Justice Salmers issued his decision in the G.M. injunction on June 13th.  Here it is.  It’s an interesting decision. Ultimately, G.M. gets its injunction, because the court believed the company and the community would suffer ‘irreparable harm’ without it.  But the CAW can take some solace in the fact that the judge was clearly disgusted with G.M.’s conduct, calling it ‘almost deceitful’, and finding that G.M. did not ‘have clean hands’.  Salmers also makes some factual findings that will be key in an unfair labour practice complaint and arbitration hearing.  For example, he finds:

  1. G.M. knew for some time before June 1st that ‘the Oshawa truck plant closure announcement was imminent’, yet it elected not to engage in ‘advance discussion’ with the CAW before its June 3rd announcement of the closure, in clear contravention of the requirement in the Collective Agreement for that to occur.

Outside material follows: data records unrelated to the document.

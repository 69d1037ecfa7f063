use std::sync::Arc;

use chrono::Utc;
use roam_core::gateway::{GatewayError, GatewayRegistry, PaymentOutcome, SignatureHeaders};
use roam_core::identity;
use roam_core::lifecycle::LifecycleEvent;
use roam_core::publish::DomainEventPublisher;
use roam_core::repository::{BookingStore, PaymentSessionStore, StoreError, TransitionOutcome};
use roam_shared::events::{BookingConfirmedEvent, BookingPaymentFailedEvent, DomainEvent};
use roam_shared::{BookingStatus, SessionStatus};
use tracing::{info, warn};
use uuid::Uuid;

#[derive(Debug, thiserror::Error)]
pub enum ReconcileError {
    #[error("unknown payment provider {0}")]
    UnknownProvider(String),

    /// Authenticity check failed; the callback is dropped without
    /// touching state.
    #[error("webhook signature invalid")]
    InvalidSignature,

    /// The verification round-trip itself failed (remote key set
    /// unreachable); the provider should retry delivery.
    #[error(transparent)]
    Verification(GatewayError),

    #[error(transparent)]
    Store(#[from] StoreError),
}

/// What the HTTP layer tells the provider. Everything here is a
/// definitive acknowledgement; only errors warrant provider retries.
#[derive(Debug, Clone, PartialEq, Eq)]
pub enum ReconciliationAck {
    /// The callback transitioned the booking.
    Applied { booking_id: Uuid, status: BookingStatus },
    /// Duplicate or out-of-order delivery for a booking that has
    /// already been decided; acknowledged without side effects.
    AlreadyProcessed,
    /// No session matches the callback. Acknowledged so the provider
    /// stops retrying; logged for operators.
    UnknownSession,
    /// Authentic but not an outcome we act on.
    Ignored,
}

/// Applies provider callbacks to booking state exactly once. The
/// correctness mechanism is the store's conditional transition keyed
/// on current status, not a time-boxed deduplication cache.
pub struct ReconciliationProcessor {
    gateways: GatewayRegistry,
    bookings: Arc<dyn BookingStore>,
    sessions: Arc<dyn PaymentSessionStore>,
    publisher: Arc<dyn DomainEventPublisher>,
}

impl ReconciliationProcessor {
    pub fn new(
        gateways: GatewayRegistry,
        bookings: Arc<dyn BookingStore>,
        sessions: Arc<dyn PaymentSessionStore>,
        publisher: Arc<dyn DomainEventPublisher>,
    ) -> Self {
        Self { gateways, bookings, sessions, publisher }
    }

    pub async fn process(
        &self,
        provider_id: &str,
        body: &[u8],
        headers: &SignatureHeaders,
    ) -> Result<ReconciliationAck, ReconcileError> {
        let gateway = self
            .gateways
            .get(provider_id)
            .ok_or_else(|| ReconcileError::UnknownProvider(provider_id.to_string()))?;

        let notice = gateway.verify_webhook(body, headers).await.map_err(|e| match e {
            GatewayError::InvalidSignature => ReconcileError::InvalidSignature,
            other => ReconcileError::Verification(other),
        })?;

        let session = match self
            .sessions
            .find_by_provider_session_id(provider_id, &notice.provider_session_id)
            .await?
        {
            Some(s) => s,
            None => {
                warn!(
                    "Dropping {} callback for unknown session {}",
                    provider_id, notice.provider_session_id
                );
                return Ok(ReconciliationAck::UnknownSession);
            }
        };

        let (event, session_status) = match notice.outcome {
            PaymentOutcome::Captured => (LifecycleEvent::PaymentCaptured, SessionStatus::Captured),
            PaymentOutcome::Denied => (LifecycleEvent::PaymentDenied, SessionStatus::Failed),
            PaymentOutcome::Pending => return Ok(ReconciliationAck::Ignored),
        };

        let actor = identity::provider_actor(provider_id);
        let outcome = match self.bookings.transition(session.booking_id, event, &actor).await {
            Ok(outcome) => outcome,
            // The booking was decided by an earlier delivery (possibly
            // the mirror outcome); this one is a duplicate.
            Err(StoreError::InvalidTransition { from, event }) => {
                info!(
                    "Callback {} for booking {} ignored, status already {}",
                    event, session.booking_id, from
                );
                return Ok(ReconciliationAck::AlreadyProcessed);
            }
            Err(e) => return Err(e.into()),
        };

        let booking = match outcome {
            TransitionOutcome::Applied(b) => b,
            TransitionOutcome::AlreadyTerminal(b) => {
                info!(
                    "Callback for booking {} ignored, already terminal ({})",
                    b.id, b.status
                );
                return Ok(ReconciliationAck::AlreadyProcessed);
            }
        };

        self.sessions.mark_status(session.id, session_status).await?;

        let occurred_at = Utc::now().timestamp();
        let domain_event = match booking.status {
            BookingStatus::Confirmed => DomainEvent::BookingConfirmed(BookingConfirmedEvent {
                booking_id: booking.id,
                vehicle_id: booking.vehicle_id,
                renter_id: booking.renter_id,
                provider: provider_id.to_string(),
                occurred_at,
            }),
            _ => DomainEvent::BookingPaymentFailed(BookingPaymentFailedEvent {
                booking_id: booking.id,
                vehicle_id: booking.vehicle_id,
                renter_id: booking.renter_id,
                provider: provider_id.to_string(),
                occurred_at,
            }),
        };
        self.publisher.publish(&domain_event).await;

        info!(
            "Booking {} reconciled to {} via {} callback",
            booking.id, booking.status, provider_id
        );
        Ok(ReconciliationAck::Applied { booking_id: booking.id, status: booking.status })
    }
}

#[cfg(test)]
mod tests {
    use super::*;
    use crate::mock::MockGateway;
    use crate::orchestrator::PaymentOrchestrator;
    use chrono::NaiveDate;
    use roam_core::publish::RecordingPublisher;
    use roam_core::repository::NewBooking;
    use roam_shared::{Booking, StayRange, Vehicle};
    use roam_store::memory::InMemoryStore;

    struct Fixture {
        store: Arc<InMemoryStore>,
        gateway: Arc<MockGateway>,
        publisher: Arc<RecordingPublisher>,
        processor: ReconciliationProcessor,
        booking: Booking,
        session_id: String,
    }

    fn d(m: u32, day: u32) -> NaiveDate {
        NaiveDate::from_ymd_opt(2025, m, day).unwrap()
    }

    async fn fixture() -> Fixture {
        let store = Arc::new(InMemoryStore::new());
        let gateway = Arc::new(MockGateway::new("mock-secret"));
        let publisher = Arc::new(RecordingPublisher::new());

        let mut gateways = GatewayRegistry::new();
        gateways.register(gateway.clone());

        let vehicle = Vehicle {
            id: Uuid::new_v4(),
            owner_id: Uuid::new_v4(),
            nightly_rate_minor: 10000,
            currency: "USD".to_string(),
            location: "Portland, OR".to_string(),
            timezone: "America/Los_Angeles".to_string(),
            active: true,
            created_at: Utc::now(),
            updated_at: Utc::now(),
        };
        store.add_vehicle(vehicle.clone());

        let booking = store
            .create_reservation(NewBooking {
                vehicle_id: vehicle.id,
                renter_id: Uuid::new_v4(),
                stay: StayRange::new(d(6, 10), d(6, 13)),
                total_minor: 30000,
                currency: "USD".to_string(),
                actor: "renter:test".to_string(),
            })
            .await
            .unwrap();

        let orchestrator =
            PaymentOrchestrator::new(gateways.clone(), store.clone(), store.clone());
        let session = orchestrator.open_for(&booking, "mock").await.unwrap();

        let processor = ReconciliationProcessor::new(
            gateways,
            store.clone(),
            store.clone(),
            publisher.clone(),
        );

        Fixture {
            store,
            gateway,
            publisher,
            processor,
            booking,
            session_id: session.provider_session_id,
        }
    }

    #[tokio::test]
    async fn test_capture_confirms_booking() {
        let f = fixture().await;
        let body = MockGateway::webhook_payload(&f.session_id, PaymentOutcome::Captured);

        let ack = f
            .processor
            .process("mock", &body, &f.gateway.signature_headers())
            .await
            .unwrap();
        assert_eq!(
            ack,
            ReconciliationAck::Applied {
                booking_id: f.booking.id,
                status: BookingStatus::Confirmed
            }
        );

        let booking = f.store.get(f.booking.id).await.unwrap().unwrap();
        assert_eq!(booking.status, BookingStatus::Confirmed);
        let session = f
            .store
            .find_by_provider_session_id("mock", &f.session_id)
            .await
            .unwrap()
            .unwrap();
        assert_eq!(session.status, SessionStatus::Captured);
        assert!(matches!(f.publisher.events()[0], DomainEvent::BookingConfirmed(_)));
    }

    #[tokio::test]
    async fn test_duplicate_capture_is_acked_without_side_effects() {
        let f = fixture().await;
        let body = MockGateway::webhook_payload(&f.session_id, PaymentOutcome::Captured);
        let headers = f.gateway.signature_headers();

        f.processor.process("mock", &body, &headers).await.unwrap();
        let audit_before = f.store.audit_trail(f.booking.id).await.unwrap().len();
        let events_before = f.publisher.events().len();

        // Identical payload redelivered.
        let ack = f.processor.process("mock", &body, &headers).await.unwrap();
        assert_eq!(ack, ReconciliationAck::AlreadyProcessed);

        assert_eq!(f.store.audit_trail(f.booking.id).await.unwrap().len(), audit_before);
        assert_eq!(f.publisher.events().len(), events_before);
    }

    #[tokio::test]
    async fn test_denial_after_capture_does_not_overwrite() {
        let f = fixture().await;
        let headers = f.gateway.signature_headers();

        let capture = MockGateway::webhook_payload(&f.session_id, PaymentOutcome::Captured);
        f.processor.process("mock", &capture, &headers).await.unwrap();

        let denial = MockGateway::webhook_payload(&f.session_id, PaymentOutcome::Denied);
        let ack = f.processor.process("mock", &denial, &headers).await.unwrap();
        assert_eq!(ack, ReconciliationAck::AlreadyProcessed);

        let booking = f.store.get(f.booking.id).await.unwrap().unwrap();
        assert_eq!(booking.status, BookingStatus::Confirmed);
    }

    #[tokio::test]
    async fn test_denial_fails_booking() {
        let f = fixture().await;
        let body = MockGateway::webhook_payload(&f.session_id, PaymentOutcome::Denied);

        let ack = f
            .processor
            .process("mock", &body, &f.gateway.signature_headers())
            .await
            .unwrap();
        assert_eq!(
            ack,
            ReconciliationAck::Applied {
                booking_id: f.booking.id,
                status: BookingStatus::PaymentFailed
            }
        );
        assert!(matches!(f.publisher.events()[0], DomainEvent::BookingPaymentFailed(_)));
    }

    #[tokio::test]
    async fn test_invalid_signature_leaves_state_untouched() {
        let f = fixture().await;
        let body = MockGateway::webhook_payload(&f.session_id, PaymentOutcome::Captured);

        let err = f
            .processor
            .process("mock", &body, &SignatureHeaders::new())
            .await
            .unwrap_err();
        assert!(matches!(err, ReconcileError::InvalidSignature));

        let booking = f.store.get(f.booking.id).await.unwrap().unwrap();
        assert_eq!(booking.status, BookingStatus::Pending);
        assert!(f.publisher.events().is_empty());
    }

    #[tokio::test]
    async fn test_unknown_session_is_acked_and_dropped() {
        let f = fixture().await;
        let body = MockGateway::webhook_payload("mock_sess_nonexistent", PaymentOutcome::Captured);

        let ack = f
            .processor
            .process("mock", &body, &f.gateway.signature_headers())
            .await
            .unwrap();
        assert_eq!(ack, ReconciliationAck::UnknownSession);
    }

    #[tokio::test]
    async fn test_unknown_provider_rejected() {
        let f = fixture().await;
        let body = MockGateway::webhook_payload(&f.session_id, PaymentOutcome::Captured);

        let err = f
            .processor
            .process("other-psp", &body, &f.gateway.signature_headers())
            .await
            .unwrap_err();
        assert!(matches!(err, ReconcileError::UnknownProvider(_)));
    }

    #[tokio::test]
    async fn test_concurrent_duplicate_deliveries_apply_once() {
        let f = fixture().await;
        let processor = Arc::new(f.processor);
        let body = MockGateway::webhook_payload(&f.session_id, PaymentOutcome::Captured);
        let headers = f.gateway.signature_headers();

        let (p1, p2) = (processor.clone(), processor.clone());
        let (b1, b2) = (body.clone(), body);
        let (h1, h2) = (headers.clone(), headers);
        let (r1, r2) = tokio::join!(
            tokio::spawn(async move { p1.process("mock", &b1, &h1).await }),
            tokio::spawn(async move { p2.process("mock", &b2, &h2).await }),
        );
        let acks = [r1.unwrap().unwrap(), r2.unwrap().unwrap()];

        let applied = acks
            .iter()
            .filter(|a| matches!(a, ReconciliationAck::Applied { .. }))
            .count();
        assert_eq!(applied, 1);

        // One status-change audit entry beyond creation, one event.
        assert_eq!(f.store.audit_trail(f.booking.id).await.unwrap().len(), 2);
        assert_eq!(f.publisher.events().len(), 1);
    }
}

  2. That G.M. executives in Detroit knew, or were aware of the possibility of the Oshawa plant closing during the collective bargaining, that the CAW had clearly raised this as a crucial issue in bargaining, and that they let the GM negotiators in Canada agree to the ‘advance discussion’ provisions.

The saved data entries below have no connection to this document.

use async_trait::async_trait;
use chrono::{DateTime, Utc};
use roam_core::repository::{PaymentSessionStore, StoreError};
use roam_shared::{PaymentSession, SessionStatus};
use sqlx::PgPool;
use uuid::Uuid;

const SESSION_COLUMNS: &str = "id, booking_id, provider, provider_session_id, status, \
     amount_minor, currency, redirect_url, created_at, updated_at";

pub struct PgPaymentSessionStore {
    pool: PgPool,
}

impl PgPaymentSessionStore {
    pub fn new(pool: PgPool) -> Self {
        Self { pool }
    }
}

#[derive(sqlx::FromRow)]
struct SessionRow {
    id: Uuid,
    booking_id: Uuid,
    provider: String,
    provider_session_id: String,
    status: String,
    amount_minor: i64,
    currency: String,
    redirect_url: Option<String>,
    created_at: DateTime<Utc>,
    updated_at: DateTime<Utc>,
}

impl SessionRow {
    fn into_session(self) -> Result<PaymentSession, StoreError> {
        let status = SessionStatus::parse(&self.status)
            .ok_or_else(|| anyhow::anyhow!("unknown session status {:?}", self.status))?;
        Ok(PaymentSession {
            id: self.id,
            booking_id: self.booking_id,
            provider: self.provider,
            provider_session_id: self.provider_session_id,
            status,
            amount_minor: self.amount_minor,
            currency: self.currency,
            redirect_url: self.redirect_url,
            created_at: self.created_at,
            updated_at: self.updated_at,
        })
    }
}

fn backend(e: sqlx::Error) -> StoreError {
    StoreError::Backend(e.into())
}

#[async_trait]
impl PaymentSessionStore for PgPaymentSessionStore {
    async fn create(&self, session: PaymentSession) -> Result<(), StoreError> {
        sqlx::query(
            r#"
            INSERT INTO payment_sessions (id, booking_id, provider, provider_session_id, status,
                                          amount_minor, currency, redirect_url, created_at, updated_at)
            VALUES ($1, $2, $3, $4, $5, $6, $7, $8, $9, $10)
            "#,
        )
        .bind(session.id)
        .bind(session.booking_id)
        .bind(&session.provider)
        .bind(&session.provider_session_id)
        .bind(session.status.as_str())
        .bind(session.amount_minor)
        .bind(&session.currency)
        .bind(&session.redirect_url)
        .bind(session.created_at)
        .bind(session.updated_at)
        .execute(&self.pool)
        .await
        .map_err(backend)?;
        Ok(())
    }

    async fn find_by_provider_session_id(
        &self,
        provider: &str,
        provider_session_id: &str,
    ) -> Result<Option<PaymentSession>, StoreError> {
        let row: Option<SessionRow> = sqlx::query_as(&format!(
            "SELECT {} FROM payment_sessions WHERE provider = $1 AND provider_session_id = $2",
            SESSION_COLUMNS
        ))
        .bind(provider)
        .bind(provider_session_id)
        .fetch_optional(&self.pool)
        .await
        .map_err(backend)?;

        row.map(SessionRow::into_session).transpose()
    }

    async fn find_by_booking(
        &self,
        booking_id: Uuid,
    ) -> Result<Option<PaymentSession>, StoreError> {
        let row: Option<SessionRow> = sqlx::query_as(&format!(
            "SELECT {} FROM payment_sessions WHERE booking_id = $1 \
             ORDER BY created_at DESC LIMIT 1",
            SESSION_COLUMNS
        ))
        .bind(booking_id)
        .fetch_optional(&self.pool)
        .await
        .map_err(backend)?;

        row.map(SessionRow::into_session).transpose()
    }

    async fn mark_status(
        &self,
        session_id: Uuid,
        status: SessionStatus,
    ) -> Result<(), StoreError> {
        // No-op when the session is already in this status.
        sqlx::query(
            "UPDATE payment_sessions SET status = $2, updated_at = $3 \
             WHERE id = $1 AND status <> $2",
        )
        .bind(session_id)
        .bind(status.as_str())
        .bind(Utc::now())
        .execute(&self.pool)
        .await
        .map_err(backend)?;
        Ok(())
    }
}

That last point is important because the OLRB has said that the ignorance of the company negotiators is not an excuse to bad faith bargaining (see a case called Union Carbide (May 29, 1992, OLRB)).  The knowledge of the corporate executives would be attributed to the Canadian negotiators, since part of the duty to bargain is a requirement to send fully informed spokespeople to the table.    So, the facts look good for the CAW in possible ‘bad faith bargaining’ and grievance procedures, but what remedy  they can obtain will remain a big question in those proceedings.
Finally, the limit on the number of picketers (20) that continue to picket outside GM offices is a little unusual given that there has been no violence.  Previous Ontario decisions have found that  the number of picketers is not a problem if the picketing is peaceful.  In rejecting a limitation on the number of picketers in Industrial Hardwood (2001), 52 O.R. (3d) 694, the Court of Appeal wrote:

it must be remembered that picketing is a vital and constitutionally sanctioned means of collective expression in modern labour relations. Picketing speaks not just to the issues in dispute, but to the solidarity of the employees involved. In this respect, the number of picketers is itself an important part of that expression.

The CAW might have grounds to appeal that restriction if it wanted to continue large scale, but non-obstructive, peaceful demonstrations.